This volume collects together nine weird stories from the pen of Edna W. Underwood (1873-1961), a writer best known in her own day as a historical novelist and a translator from many languages, Chinese, Persian and Russian among them.

Some eight stories appeared originally in the collection A Book of Dear Dead Women (1911), while the remaining one, ‘An Orchid of Asia’, made its debut in Asia magazine in 1920.

The first story, ‘The Painter of Dead Women’, is about a serial killer of upper-class beauties, which makes a welcome change from lower-class prostitutes, I guess.  Count Ponteleone kills them and then he preserves them (or he gets them in a coma first, I forget the M.O. exactly) and in that state he paints them.  He has a nice line in necrophile spiel, this aristocratic precursor to Ed Gein:

Besides, when I love, I love only dead women.  Life reaches its perfection only when death comes.  Life is never real until then.  (9)

There is a sensuous, decadent atmosphere to the story that I very much liked (and in fact it recalled the episode in Locus Solus where the dead come alive momentarily to enact the key event from their lives) but I found the ending to be rather perfunctory.  As with many of the other stories, Underwood seems mainly concerned with exploring a stance or attitude towards life (usually involving beauty, art, love, death and other similarly significant abstract nouns) and seeing what moods and scenes she can conjure out of it, how far she can take it.

To my mind, ‘Sister Seraphine’ is the best story, from the 1911 batch at any rate.  It is (on my reading) an ironic take on the myth of Narcissus: a nun is given a mirror to place in her room and she is slyly seduced from holy orders by her own beauty, by its capacity for pleasure.  In this lush passage, typical of Underwood’s prose, we are given a description of the young nun’s mouth and lips:

In its colour alone were hidden all the sins of the earth.  Such a colour might have been born from the conflagration of a world, or in the feverish brain of some sightless dreamer.  In its curves there was all the restless languor of a medieval mondaine, or a voluptuous Roman woman who had idled in the villas of Baiae.  Imagine, if you will, such a mouth beneath that ascetic brow!  (59)

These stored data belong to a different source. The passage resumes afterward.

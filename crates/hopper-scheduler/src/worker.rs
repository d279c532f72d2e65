//! Worker that leases jobs and runs their handlers.
//!
//! Each job runs in its own task so a panicking handler is contained at the
//! job boundary. While the handler runs the worker renews the lease every
//! `heartbeat`; once the execution timeout passes it stops renewing and lets
//! the lease reaper recover the job.

use chrono::{DateTime, Utc};
use hopper_core::{
    Clock, Error, HandlerRegistry, Job, JobContext, JobError, JobId, JobResult, JobState, Result,
    RetryPolicy,
};
use hopper_db::{JobStore, Transition};
use std::any::Any;
use std::sync::Arc;
use std::sync::atomic::{AtomicBool, AtomicU64, Ordering};
use std::time::Duration;
use tokio::sync::watch;
use tokio::task::JoinError;
use tokio::time::{Instant, MissedTickBehavior};
use tracing::{debug, error, info, warn};

use crate::continuation::ContinuationGraph;
use crate::dispatcher::{Dispatch, Dispatcher, DispatcherOptions};
use crate::time::{pause, to_chrono};

/// Heartbeats are never sent more often than this.
const MIN_HEARTBEAT: Duration = Duration::from_millis(100);

/// Pause after the dispatcher reports a non-transient error.
const ERROR_BACKOFF: Duration = Duration::from_secs(5);

#[derive(Debug, Clone)]
pub struct WorkerOptions {
    /// Queues to lease from, in priority order.
    pub queues: Vec<String>,
    pub dispatcher: DispatcherOptions,
    pub heartbeat: Duration,
    pub timeout: Duration,
    pub retry: RetryPolicy,
}

impl Default for WorkerOptions {
    fn default() -> Self {
        Self {
            queues: vec![hopper_core::DEFAULT_QUEUE.to_string()],
            dispatcher: DispatcherOptions::default(),
            heartbeat: Duration::from_secs(60),
            timeout: Duration::from_secs(1800),
            retry: RetryPolicy::default(),
        }
    }
}

/// Counters shared between a worker pool and whoever reports on it.
#[derive(Debug, Clone, Default)]
pub struct WorkerStats {
    processed: Arc<AtomicU64>,
    succeeded: Arc<AtomicU64>,
    retried: Arc<AtomicU64>,
    failed: Arc<AtomicU64>,
    abandoned: Arc<AtomicU64>,
}

impl WorkerStats {
    fn record(&self, outcome: &Outcome) {
        self.processed.fetch_add(1, Ordering::Relaxed);
        let counter = match outcome {
            Outcome::Succeeded => &self.succeeded,
            Outcome::Retrying { .. } => &self.retried,
            Outcome::Failed { .. } => &self.failed,
            Outcome::TimedOut | Outcome::LeaseLost => &self.abandoned,
        };
        counter.fetch_add(1, Ordering::Relaxed);
    }

    pub fn processed(&self) -> u64 {
        self.processed.load(Ordering::Relaxed)
    }

    pub fn succeeded(&self) -> u64 {
        self.succeeded.load(Ordering::Relaxed)
    }

    pub fn retried(&self) -> u64 {
        self.retried.load(Ordering::Relaxed)
    }

    pub fn failed(&self) -> u64 {
        self.failed.load(Ordering::Relaxed)
    }

    /// Jobs left to the lease reaper (timed out or lease lost).
    pub fn abandoned(&self) -> u64 {
        self.abandoned.load(Ordering::Relaxed)
    }
}

/// How a single execution ended, from the worker's point of view.
#[derive(Debug, Clone, PartialEq, Eq)]
pub enum Outcome {
    Succeeded,
    /// Rescheduled for another attempt at `at`.
    Retrying { at: DateTime<Utc> },
    Failed { error: String },
    /// Execution timeout elapsed; the lease is left to expire.
    TimedOut,
    /// The lease was taken away while the handler ran, or the final
    /// transition was rejected.
    LeaseLost,
}

#[derive(Debug, Clone, PartialEq, Eq)]
pub struct Processed {
    pub job_id: JobId,
    pub outcome: Outcome,
}

pub struct Worker {
    id: String,
    store: Arc<dyn JobStore>,
    clock: Arc<dyn Clock>,
    registry: Arc<HandlerRegistry>,
    dispatcher: Dispatcher,
    continuations: ContinuationGraph,
    options: WorkerOptions,
    shutdown: Arc<AtomicBool>,
    stats: WorkerStats,
}

impl Worker {
    pub fn new(
        id: impl Into<String>,
        store: Arc<dyn JobStore>,
        clock: Arc<dyn Clock>,
        registry: Arc<HandlerRegistry>,
        options: WorkerOptions,
    ) -> Self {
        let dispatcher = Dispatcher::new(store.clone(), clock.clone(), options.dispatcher.clone());
        let continuations =
            ContinuationGraph::new(store.clone(), clock.clone(), options.retry.max_retries);
        Self {
            id: id.into(),
            store,
            clock,
            registry,
            dispatcher,
            continuations,
            options,
            shutdown: Arc::new(AtomicBool::new(false)),
            stats: WorkerStats::default(),
        }
    }

    /// Share the flag handlers see through `JobContext::is_shutting_down`.
    pub fn with_shutdown_flag(mut self, flag: Arc<AtomicBool>) -> Self {
        self.shutdown = flag;
        self
    }

    pub fn with_stats(mut self, stats: WorkerStats) -> Self {
        self.stats = stats;
        self
    }

    pub fn id(&self) -> &str {
        &self.id
    }

    pub fn stats(&self) -> &WorkerStats {
        &self.stats
    }

    /// Lease and run jobs until shutdown. A job already running when
    /// shutdown is requested is finished first.
    pub async fn run(&self, mut shutdown: watch::Receiver<bool>) {
        info!(worker_id = %self.id, queues = ?self.options.queues, "Starting worker");

        while !*shutdown.borrow() {
            match self
                .dispatcher
                .next_from(&self.options.queues, &self.id, &mut shutdown)
                .await
            {
                Ok(Dispatch::Leased(job)) => {
                    if let Err(e) = self.execute(*job).await {
                        warn!(worker_id = %self.id, error = %e, "Failed to record job outcome");
                    }
                }
                Ok(Dispatch::Timeout) => {}
                Err(e) => {
                    error!(worker_id = %self.id, error = %e, "Failed to lease job");
                    if pause(ERROR_BACKOFF, &mut shutdown).await {
                        break;
                    }
                }
            }
        }

        info!(worker_id = %self.id, "Worker stopped");
    }

    /// Lease one job, if any is ready, and run it to completion.
    pub async fn process_next(&self) -> Result<Option<Processed>> {
        match self.dispatcher.try_lease(&self.options.queues, &self.id).await? {
            Some(job) => self.execute(job).await.map(Some),
            None => Ok(None),
        }
    }

    /// Run a job this worker has leased and record the outcome.
    pub async fn execute(&self, job: Job) -> Result<Processed> {
        info!(
            worker_id = %self.id,
            job_id = %job.id,
            queue = %job.queue,
            handler = %job.payload.handler,
            attempt = job.attempts,
            "Executing job"
        );

        let handler = match self.registry.get(&job.payload.handler) {
            Ok(handler) => handler,
            Err(e) => return self.fail(&job, false, e).await,
        };

        let ctx = JobContext::new(
            job.id,
            job.queue.clone(),
            job.attempts,
            job.retry_count,
            self.id.clone(),
            self.shutdown.clone(),
        );
        let args = job.payload.args.clone();
        let mut task = tokio::spawn(async move { handler.handle(&ctx, &args).await });

        let deadline = tokio::time::sleep(self.options.timeout);
        tokio::pin!(deadline);
        let every = self.options.heartbeat.max(MIN_HEARTBEAT);
        let mut heartbeat = tokio::time::interval_at(Instant::now() + every, every);
        heartbeat.set_missed_tick_behavior(MissedTickBehavior::Delay);

        let result: JobResult = loop {
            tokio::select! {
                joined = &mut task => break joined.unwrap_or_else(|e| Err(join_failure(e))),
                _ = &mut deadline => {
                    task.abort();
                    let cause = Error::HandlerTimeout(self.options.timeout);
                    self.record_timeout(&job, &cause).await;
                    warn!(
                        worker_id = %self.id,
                        job_id = %job.id,
                        error = %cause,
                        "Leaving lease to expire"
                    );
                    return Ok(self.finish(job.id, Outcome::TimedOut));
                }
                _ = heartbeat.tick() => {
                    if !self.heartbeat(&job).await {
                        task.abort();
                        warn!(worker_id = %self.id, job_id = %job.id, "Lease lost while job was running");
                        return Ok(self.finish(job.id, Outcome::LeaseLost));
                    }
                }
            }
        };

        match result {
            Ok(()) => self.succeed(&job).await,
            Err(e) => {
                self.fail(&job, e.retryable, Error::HandlerError(e.message))
                    .await
            }
        }
    }

    /// Extend the lease. Returns false only when the lease is definitely gone.
    async fn heartbeat(&self, job: &Job) -> bool {
        let Some(lease_id) = job.lease_id else {
            return false;
        };
        let expires_at = self.clock.now() + to_chrono(self.dispatcher.options().lease_duration);
        match self.store.extend_lease(job.id, lease_id, expires_at).await {
            Ok(held) => {
                debug!(job_id = %job.id, held, "Lease heartbeat");
                held
            }
            Err(e) => {
                warn!(job_id = %job.id, error = %e, "Lease heartbeat failed");
                true
            }
        }
    }

    /// Store the timeout on the job so the reaper can keep it.
    async fn record_timeout(&self, job: &Job, cause: &Error) {
        let Some(lease_id) = job.lease_id else {
            return;
        };
        let message = cause.to_string();
        match self
            .store
            .record_error(job.id, lease_id, &message, self.clock.now())
            .await
        {
            Ok(true) => {}
            Ok(false) => debug!(job_id = %job.id, "Lease gone before timeout was recorded"),
            Err(e) => warn!(job_id = %job.id, error = %e, "Failed to record timeout"),
        }
    }

    async fn succeed(&self, job: &Job) -> Result<Processed> {
        let transition = Transition::to(JobState::Succeeded, self.clock.now()).fenced(job.lease_id);
        if !self
            .store
            .compare_and_transition(job.id, JobState::Leased, &transition)
            .await?
        {
            warn!(job_id = %job.id, "Lease lost before success was recorded");
            return Ok(self.finish(job.id, Outcome::LeaseLost));
        }

        info!(worker_id = %self.id, job_id = %job.id, "Job succeeded");
        self.notify_children(job.id, JobState::Succeeded).await;
        Ok(self.finish(job.id, Outcome::Succeeded))
    }

    async fn fail(&self, job: &Job, retryable: bool, cause: Error) -> Result<Processed> {
        let now = self.clock.now();
        let message = cause.to_string();

        if retryable && job.can_retry() {
            let at = now + to_chrono(self.options.retry.backoff_for(job.retry_count));
            let transition = Transition::to(JobState::Scheduled, now)
                .enqueue_at(at)
                .retry_count(job.retry_count + 1)
                .error(message)
                .fenced(job.lease_id);
            if !self
                .store
                .compare_and_transition(job.id, JobState::Leased, &transition)
                .await?
            {
                warn!(job_id = %job.id, "Lease lost before retry was recorded");
                return Ok(self.finish(job.id, Outcome::LeaseLost));
            }

            warn!(
                worker_id = %self.id,
                job_id = %job.id,
                error = %cause,
                retry_count = job.retry_count + 1,
                max_retries = job.max_retries,
                retry_at = %at,
                "Job failed, retry scheduled"
            );
            return Ok(self.finish(job.id, Outcome::Retrying { at }));
        }

        let transition = Transition::to(JobState::Failed, now)
            .error(message.clone())
            .fenced(job.lease_id);
        if !self
            .store
            .compare_and_transition(job.id, JobState::Leased, &transition)
            .await?
        {
            warn!(job_id = %job.id, "Lease lost before failure was recorded");
            return Ok(self.finish(job.id, Outcome::LeaseLost));
        }

        if retryable {
            error!(
                worker_id = %self.id,
                job_id = %job.id,
                error = %cause,
                reason = %Error::RetriesExhausted(job.attempts),
                "Job failed permanently"
            );
        } else {
            error!(
                worker_id = %self.id,
                job_id = %job.id,
                error = %cause,
                attempts = job.attempts,
                "Job failed permanently, error is not retryable"
            );
        }
        self.notify_children(job.id, JobState::Failed).await;
        Ok(self.finish(
            job.id,
            Outcome::Failed { error: message },
        ))
    }

    async fn notify_children(&self, id: JobId, state: JobState) {
        // The continuation sweep picks up anything missed here.
        if let Err(e) = self.continuations.on_parent_finished(id, state).await {
            warn!(job_id = %id, error = %e, "Failed to resolve continuations");
        }
    }

    fn finish(&self, job_id: JobId, outcome: Outcome) -> Processed {
        self.stats.record(&outcome);
        Processed { job_id, outcome }
    }
}

fn join_failure(e: JoinError) -> JobError {
    if e.is_panic() {
        let payload = e.into_panic();
        JobError::retryable(format!("handler panicked: {}", panic_message(&*payload)))
    } else {
        JobError::retryable("handler task was cancelled")
    }
}

fn panic_message(payload: &(dyn Any + Send)) -> &str {
    if let Some(message) = payload.downcast_ref::<&str>() {
        message
    } else if let Some(message) = payload.downcast_ref::<String>() {
        message.as_str()
    } else {
        "unknown panic"
    }
}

Sister Seraphine breaks out of the convent and into a world that is to be conquered and enjoyed, or at least where the fruits and bounty of life are all up for grabs; quite a contrast to the Greek myth where the beautiful youth – after a prolonged period of self-immersion – winds up with his head up his arse, the world nowhere in sight.  What I like most about Underwood’s story is its sense of transgression, hedonism and freedom; as one character says: ‘Everyone has a right to happiness.’  Or as Frank O’Hara put it in that poem about his heart: ‘I want to be at least as alive as the vulgar.’  (Indeed, what is the point of art if it doesn’t lead to a heightened vitality?)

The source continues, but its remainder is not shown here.